----- Task input -----
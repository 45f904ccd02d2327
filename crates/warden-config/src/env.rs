//! Environment variable fallbacks.
//!
//! Env vars are **fallback**, not override: they only apply to fields that no
//! config file set.

use std::collections::HashMap;

use tracing::debug;

use crate::merge::{ConfigLayer, FieldSources};

/// Mapping from environment variable name to config field path.
struct EnvMapping {
    var_name: &'static str,
    field_path: &'static str,
    kind: FieldKind,
}

#[derive(Clone, Copy)]
enum FieldKind {
    String,
    Integer,
    Bool,
}

/// All supported `WARDEN_*` env var mappings.
const ENV_MAPPINGS: &[EnvMapping] = &[
    EnvMapping {
        var_name: "WARDEN_TRUST_LEVEL",
        field_path: "trust_gate.trust_level",
        kind: FieldKind::Integer,
    },
    EnvMapping {
        var_name: "WARDEN_APPROVAL_MODE",
        field_path: "trust_gate.mode",
        kind: FieldKind::String,
    },
    EnvMapping {
        var_name: "WARDEN_EXEC_APPROVAL_SOCKET",
        field_path: "trust_gate.socket.path",
        kind: FieldKind::String,
    },
    EnvMapping {
        var_name: "WARDEN_TOTP_WINDOW_MINUTES",
        field_path: "totp.window_minutes",
        kind: FieldKind::Integer,
    },
    EnvMapping {
        var_name: "WARDEN_AUDIT_PATH",
        field_path: "audit.path",
        kind: FieldKind::String,
    },
    EnvMapping {
        var_name: "WARDEN_WATCH_MODE",
        field_path: "delivery.watch_mode",
        kind: FieldKind::Bool,
    },
    EnvMapping {
        var_name: "WARDEN_LOG_LEVEL",
        field_path: "logging.level",
        kind: FieldKind::String,
    },
];

/// Snapshot the process environment.
#[must_use]
pub fn collect_env_vars() -> HashMap<String, String> {
    std::env::vars().collect()
}

/// Apply environment variable fallbacks to fields that were **not** set by
/// any config file layer.
///
/// Returns the number of env vars applied.
pub fn apply_env_fallbacks<S: ::std::hash::BuildHasher>(
    merged: &mut toml::Value,
    sources: &mut FieldSources,
    env_vars: &HashMap<String, String, S>,
) -> usize {
    let mut count: usize = 0;

    for mapping in ENV_MAPPINGS {
        if sources
            .get(mapping.field_path)
            .is_some_and(ConfigLayer::is_file)
        {
            continue;
        }

        if let Some(val) = env_vars.get(mapping.var_name) {
            debug!(
                var = mapping.var_name,
                field = mapping.field_path,
                "applying env var fallback"
            );
            set_field(merged, mapping.field_path, coerce(mapping.kind, val));
            sources.insert(mapping.field_path.to_owned(), ConfigLayer::Environment);
            count = count.saturating_add(1);
        }
    }

    count
}

/// Convert an env string into a TOML value of the field's type. Values that
/// fail to parse are kept as strings so deserialization reports them.
fn coerce(kind: FieldKind, val: &str) -> toml::Value {
    match kind {
        FieldKind::Integer => val
            .trim()
            .parse::<i64>()
            .map_or_else(|_| toml::Value::String(val.to_owned()), toml::Value::Integer),
        FieldKind::Bool => match val.trim().to_ascii_lowercase().as_str() {
            "1" | "true" | "yes" | "on" => toml::Value::Boolean(true),
            "0" | "false" | "no" | "off" => toml::Value::Boolean(false),
            _ => toml::Value::String(val.to_owned()),
        },
        FieldKind::String => toml::Value::String(val.to_owned()),
    }
}

/// Set a dotted field path in the TOML tree, creating intermediate tables.
fn set_field(root: &mut toml::Value, path: &str, value: toml::Value) {
    let mut segments = path.split('.').peekable();
    let mut current = root;

    while let Some(segment) = segments.next() {
        let Some(table) = current.as_table_mut() else {
            return;
        };
        if segments.peek().is_none() {
            table.insert(segment.to_owned(), value);
            return;
        }
        current = table
            .entry(segment.to_owned())
            .or_insert_with(|| toml::Value::Table(toml::map::Map::new()));
    }
}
-----
● **Task goal**
Once you have read the data, copy all of it out exactly.

● **Answer box**
repository 45f904ccd02d2327
filename crates/warden-config/src/env.rs
//! Environment variable fallbacks.
//!
//! Env vars are **fallback**, not override: they only apply to fields that no
//! config file set.

use std::collections::HashMap;

use tracing::debug;

use crate::merge::{ConfigLayer, FieldSources};

/// Mapping from environment variable name to config field path.
struct EnvMapping {
    var_name: &'static str,
    field_path: &'static str,
    kind: FieldKind,
}

#[derive(Clone, Copy)]
enum FieldKind {
    String,
    Integer,
    Bool,
}

/// All supported `WARDEN_*` env var mappings.
const ENV_MAPPINGS: &[EnvMapping] = &[
    EnvMapping {
        var_name: "WARDEN_TRUST_LEVEL",
        field_path: "trust_gate.trust_level",
        kind: FieldKind::Integer,
    },
    EnvMapping {
        var_name: "WARDEN_APPROVAL_MODE",
        field_path: "trust_gate.mode",
        kind: FieldKind::String,
    },
    EnvMapping {
        var_name: "WARDEN_EXEC_APPROVAL_SOCKET",
        field_path: "trust_gate.socket.path",
        kind: FieldKind::String,
    },
    EnvMapping {
        var_name: "WARDEN_TOTP_WINDOW_MINUTES",
        field_path: "totp.window_minutes",
        kind: FieldKind::Integer,
    },
    EnvMapping {
        var_name: "WARDEN_AUDIT_PATH",
        field_path: "audit.path",
        kind: FieldKind::String,
    },
    EnvMapping {
        var_name: "WARDEN_WATCH_MODE",
        field_path: "delivery.watch_mode",
        kind: FieldKind::Bool,
    },
    EnvMapping {
        var_name: "WARDEN_LOG_LEVEL",
        field_path: "logging.level",
        kind: FieldKind::String,
    },
];

/// Snapshot the process environment.
#[must_use]
pub fn collect_env_vars() -> HashMap<String, String> {
    std::env::vars().collect()
}

/// Apply environment variable fallbacks to fields that were **not** set by
/// any config file layer.
///
/// Returns the number of env vars applied.
pub fn apply_env_fallbacks<S: ::std::hash::BuildHasher>(
    merged: &mut toml::Value,
    sources: &mut FieldSources,
    env_vars: &HashMap<String, String, S>,
) -> usize {
    let mut count: usize = 0;

    for mapping in ENV_MAPPINGS {
        if sources
            .get(mapping.field_path)
            .is_some_and(ConfigLayer::is_file)
        {
            continue;
        }

        if let Some(val) = env_vars.get(mapping.var_name) {
            debug!(
                var = mapping.var_name,
                field = mapping.field_path,
                "applying env var fallback"
            );
            set_field(merged, mapping.field_path, coerce(mapping.kind, val));
            sources.insert(mapping.field_path.to_owned(), ConfigLayer::Environment);
            count = count.saturating_add(1);
        }
    }

    count
}

/// Convert an env string into a TOML value of the field's type. Values that
/// fail to parse are kept as strings so deserialization reports them.
fn coerce(kind: FieldKind, val: &str) -> toml::Value {
    match kind {
        FieldKind::Integer => val
            .trim()
            .parse::<i64>()
            .map_or_else(|_| toml::Value::String(val.to_owned()), toml::Value::Integer),
        FieldKind::Bool => match val.trim().to_ascii_lowercase().as_str() {
            "1" | "true" | "yes" | "on" => toml::Value::Boolean(true),
            "0" | "false" | "no" | "off" => toml::Value::Boolean(false),
            _ => toml::Value::String(val.to_owned()),
        },
        FieldKind::String => toml::Value::String(val.to_owned()),
    }
}

/// Set a dotted field path in the TOML tree, creating intermediate tables.
fn set_field(root: &mut toml::Value, path: &str, value: toml::Value) {
    let mut segments = path.split('.').peekable();
    let mut current = root;

    while let Some(segment) = segments.next() {
        let Some(table) = current.as_table_mut() else {
            return;
        };
        if segments.peek().is_none() {
            table.insert(segment.to_owned(), value);
            return;
        }
        current = table
            .entry(segment.to_owned())
            .or_insert_with(|| toml::Value::Table(toml::map::Map::new()));
    }
}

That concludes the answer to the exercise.